• [AIM OF THE EXERCISE]
Every line in the records below with the string "RedemptionOutcome" needs to be copied out.

※

// File: dealdrop-core/tests/reaper_tests.rs

use std::sync::Arc;
use chrono::{Duration, Utc};
use uuid::Uuid;

use dealdrop_common::models::claim::ClaimStatus;
use dealdrop_common::models::offer::OfferPolicy;
use dealdrop_common::traits::repository_traits::{
    ClaimLedgerRepository, SlotInventoryRepository,
};
use dealdrop_core::services::{RedemptionOutcome, ReservationOutcome, ReserveRequest};
use dealdrop_core::tasks::{ExpiryReaper, SweepSummary, spawn_expiry_reaper};
use dealdrop_core::test_utils::helpers::EngineHarness;
use dealdrop_core::{Clock, EngineConfig, Error};

async fn reserve_one(fx: &EngineHarness, slot_id: Uuid, offer_id: Uuid) -> Result<Uuid, Error> {
    let outcome = fx
        .reservations
        .reserve(ReserveRequest {
            user_id: Uuid::new_v4(),
            offer_id,
            slot_id,
            policy: OfferPolicy::default(),
        })
        .await?;
    match outcome {
        ReservationOutcome::Reserved(claim) => Ok(claim.claim_id),
        other => panic!("expected a reservation, got {:?}", other),
    }
}

#[tokio::test]
async fn sweep_expires_overdue_claims_and_restocks() -> Result<(), Error> {
    let fx = EngineHarness::new(Utc::now());
    let slot = fx.seed_flash_slot(3).await?;

    let claim_id = reserve_one(&fx, slot.slot_id, slot.offer_id).await?;
    let _second = reserve_one(&fx, slot.slot_id, slot.offer_id).await?;

    // only the TTL window passes, not the slot window
    fx.clock
        .advance(fx.config.reservation_ttl() + Duration::minutes(1));

    let summary = fx.reaper.sweep(fx.clock.now()).await?;
    assert_eq!(
        summary,
        SweepSummary {
            scanned: 2,
            expired: 2,
            restocked: 2,
        }
    );

    let claim = fx.ledger.get_claim(claim_id).await?.unwrap();
    assert_eq!(claim.status, ClaimStatus::Expired);

    let final_slot = fx.inventory.get_slot(slot.slot_id).await?.unwrap();
    assert_eq!(final_slot.qty_remaining, 3);

    // nothing left to do: the next sweep is a no-op
    let again = fx.reaper.sweep(fx.clock.now()).await?;
    assert_eq!(again, SweepSummary::default());
    Ok(())
}

#[tokio::test]
async fn overlapping_sweeps_restock_a_claim_at_most_once() -> Result<(), Error> {
    let fx = Arc::new(EngineHarness::new(Utc::now()));
    let slot = fx.seed_flash_slot(1).await?;
    reserve_one(&fx, slot.slot_id, slot.offer_id).await?;

    fx.clock
        .advance(fx.config.reservation_ttl() + Duration::minutes(1));
    let now = fx.clock.now();

    let (a, b) = tokio::join!(fx.reaper.sweep(now), fx.reaper.sweep(now));
    let (a, b) = (a?, b?);

    // both sweeps may see the claim, but only one wins the transition
    assert_eq!(a.expired + b.expired, 1);
    assert_eq!(a.restocked + b.restocked, 1);

    let final_slot = fx.inventory.get_slot(slot.slot_id).await?.unwrap();
    assert_eq!(final_slot.qty_remaining, 1);
    Ok(())
}

#[tokio::test]
async fn redemption_racing_a_sweep_has_exactly_one_winner() -> Result<(), Error> {
    // Run the race repeatedly; both interleavings must leave consistent
    // state.
    for _ in 0..20 {
        let fx = Arc::new(EngineHarness::new(Utc::now()));
        let slot = fx.seed_flash_slot(1).await?;
        let claim_id = reserve_one(&fx, slot.slot_id, slot.offer_id).await?;
        let claim = fx.ledger.get_claim(claim_id).await?.unwrap();

        // The sweep is told the claim is overdue while the redemption's
        // clock still finds it fresh, so both sides race for the guarded
        // transition.
        let sweep_now = claim.expires_at + Duration::seconds(1);

        let sweep_fx = fx.clone();
        let sweep = tokio::spawn(async move { sweep_fx.reaper.sweep(sweep_now).await.unwrap() });
        let redeem_fx = fx.clone();
        let six_code = claim.six_code.clone();
        let redeem = tokio::spawn(async move {
            redeem_fx
                .redemptions
                .redeem(&six_code, Uuid::new_v4(), None)
                .await
                .unwrap()
        });

        let summary = sweep.await.unwrap();
        let redemption = redeem.await.unwrap();

        let final_claim = fx.ledger.get_claim(claim_id).await?.unwrap();
        let final_slot = fx.inventory.get_slot(slot.slot_id).await?.unwrap();

        match final_claim.status {
            ClaimStatus::Redeemed => {
                assert!(matches!(redemption, RedemptionOutcome::Redeemed(_)));
                assert_eq!(summary.restocked, 0);
                assert_eq!(final_slot.qty_remaining, 0);
            }
            ClaimStatus::Expired => {
                assert!(matches!(redemption, RedemptionOutcome::Rejected(_)));
                assert_eq!(summary.restocked, 1);
                assert_eq!(final_slot.qty_remaining, 1);
            }
            other => panic!("claim ended in impossible state {:?}", other),
        }
    }
    Ok(())
}

#[tokio::test]
async fn sweep_pages_are_bounded_and_drain_across_sweeps() -> Result<(), Error> {
    let config = EngineConfig {
        sweep_page_size: 2,
        ..Default::default()
    };
    let fx = EngineHarness::with_config(Utc::now(), config);
    let slot = fx.seed_flash_slot(5).await?;

    for _ in 0..5 {
        reserve_one(&fx, slot.slot_id, slot.offer_id).await?;
    }
    fx.clock
        .advance(fx.config.reservation_ttl() + Duration::minutes(1));

    let first = fx.reaper.sweep(fx.clock.now()).await?;
    assert_eq!(first.expired, 2);
    let second = fx.reaper.sweep(fx.clock.now()).await?;
    assert_eq!(second.expired, 2);
    let third = fx.reaper.sweep(fx.clock.now()).await?;
    assert_eq!(third.expired, 1);

    let final_slot = fx.inventory.get_slot(slot.slot_id).await?.unwrap();
    assert_eq!(final_slot.qty_remaining, 5);
    Ok(())
}

#[tokio::test]
async fn spawned_reaper_sweeps_until_shutdown() -> Result<(), Error> {
    let fx = EngineHarness::new(Utc::now());
    let slot = fx.seed_flash_slot(1).await?;
    reserve_one(&fx, slot.slot_id, slot.offer_id).await?;
    fx.clock
        .advance(fx.config.reservation_ttl() + Duration::minutes(1));

    let reaper = Arc::new(ExpiryReaper::new(
        fx.inventory.clone(),
        fx.ledger.clone(),
        fx.event_bus.clone(),
        fx.config.sweep_page_size,
    ));
    // hand the loop the harness clock, which already sits past the TTL
    let handle = spawn_expiry_reaper(
        reaper,
        fx.clock.clone(),
        std::time::Duration::from_millis(20),
        fx.event_bus.shutdown_rx.clone(),
    );

    // give the loop a couple of ticks to do its work
    tokio::time::sleep(std::time::Duration::from_millis(120)).await;

    let final_slot = fx.inventory.get_slot(slot.slot_id).await?.unwrap();
    assert_eq!(final_slot.qty_remaining, 1);

    fx.event_bus.shutdown();
    tokio::time::timeout(std::time::Duration::from_secs(1), handle)
        .await
        .expect("reaper should exit after shutdown")
        .expect("reaper task should not panic");
    Ok(())
}

/// Ledger wrapper that refuses to transition one poisoned claim, standing
/// in for a transient store failure on a single row.
struct PoisonedLedger {
    inner: Arc<dealdrop_core::repositories::memory::InMemoryClaimLedgerRepository>,
    poisoned: Uuid,
}

#[async_trait::async_trait]
impl dealdrop_common::traits::repository_traits::ClaimLedgerRepository for PoisonedLedger {
    async fn insert_claim(
        &self,
        claim: &dealdrop_common::models::claim::Claim,
    ) -> Result<(), Error> {
        self.inner.insert_claim(claim).await
    }
    async fn get_claim(
        &self,
        claim_id: Uuid,
    ) -> Result<Option<dealdrop_common::models::claim::Claim>, Error> {
        self.inner.get_claim(claim_id).await
    }
    async fn find_by_code(
        &self,
        code: &str,
    ) -> Result<Option<dealdrop_common::models::claim::Claim>, Error> {
        self.inner.find_by_code(code).await
    }
    async fn code_in_use(&self, qr_token: &str, six_code: &str) -> Result<bool, Error> {
        self.inner.code_in_use(qr_token, six_code).await
    }
    async fn transition(
        &self,
        claim_id: Uuid,
        from: ClaimStatus,
        to: ClaimStatus,
        extra: dealdrop_common::models::claim::TransitionExtra,
    ) -> Result<dealdrop_common::models::claim::TransitionOutcome, Error> {
        if claim_id == self.poisoned {
            return Err(Error::Parse("transient row failure".to_string()));
        }
        self.inner.transition(claim_id, from, to, extra).await
    }
    async fn find_overdue(
        &self,
        now: chrono::DateTime<Utc>,
        limit: i64,
    ) -> Result<Vec<dealdrop_common::models::claim::Claim>, Error> {
        self.inner.find_overdue(now, limit).await
    }
    async fn find_active_for_user(
        &self,
        user_id: Uuid,
        offer_id: Uuid,
    ) -> Result<Vec<dealdrop_common::models::claim::Claim>, Error> {
        self.inner.find_active_for_user(user_id, offer_id).await
    }
    async fn last_claim_at(
        &self,
        user_id: Uuid,
        offer_id: Uuid,
    ) -> Result<Option<chrono::DateTime<Utc>>, Error> {
        self.inner.last_claim_at(user_id, offer_id).await
    }
}

#[tokio::test]
async fn one_bad_claim_does_not_abort_the_sweep() -> Result<(), Error> {
    let fx = EngineHarness::new(Utc::now());
    let slot = fx.seed_flash_slot(3).await?;

    let poisoned = reserve_one(&fx, slot.slot_id, slot.offer_id).await?;
    let _healthy_a = reserve_one(&fx, slot.slot_id, slot.offer_id).await?;
    let _healthy_b = reserve_one(&fx, slot.slot_id, slot.offer_id).await?;
    fx.clock
        .advance(fx.config.reservation_ttl() + Duration::minutes(1));

    let reaper = ExpiryReaper::new(
        fx.inventory.clone(),
        Arc::new(PoisonedLedger {
            inner: fx.ledger.clone(),
            poisoned,
        }),
        fx.event_bus.clone(),
        fx.config.sweep_page_size,
    );

    let summary = reaper.sweep(fx.clock.now()).await?;
    assert_eq!(summary.scanned, 3);
    assert_eq!(summary.expired, 2);
    assert_eq!(summary.restocked, 2);

    // the poisoned claim stays Reserved, ready for the next sweep
    let stuck = fx.ledger.get_claim(poisoned).await?.unwrap();
    assert_eq!(stuck.status, ClaimStatus::Reserved);
    Ok(())
}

※

• [THE ANSWER]
use dealdrop_core::services::{RedemptionOutcome, ReservationOutcome, ReserveRequest};
                assert!(matches!(redemption, RedemptionOutcome::Redeemed(_)));
                assert!(matches!(redemption, RedemptionOutcome::Rejected(_)));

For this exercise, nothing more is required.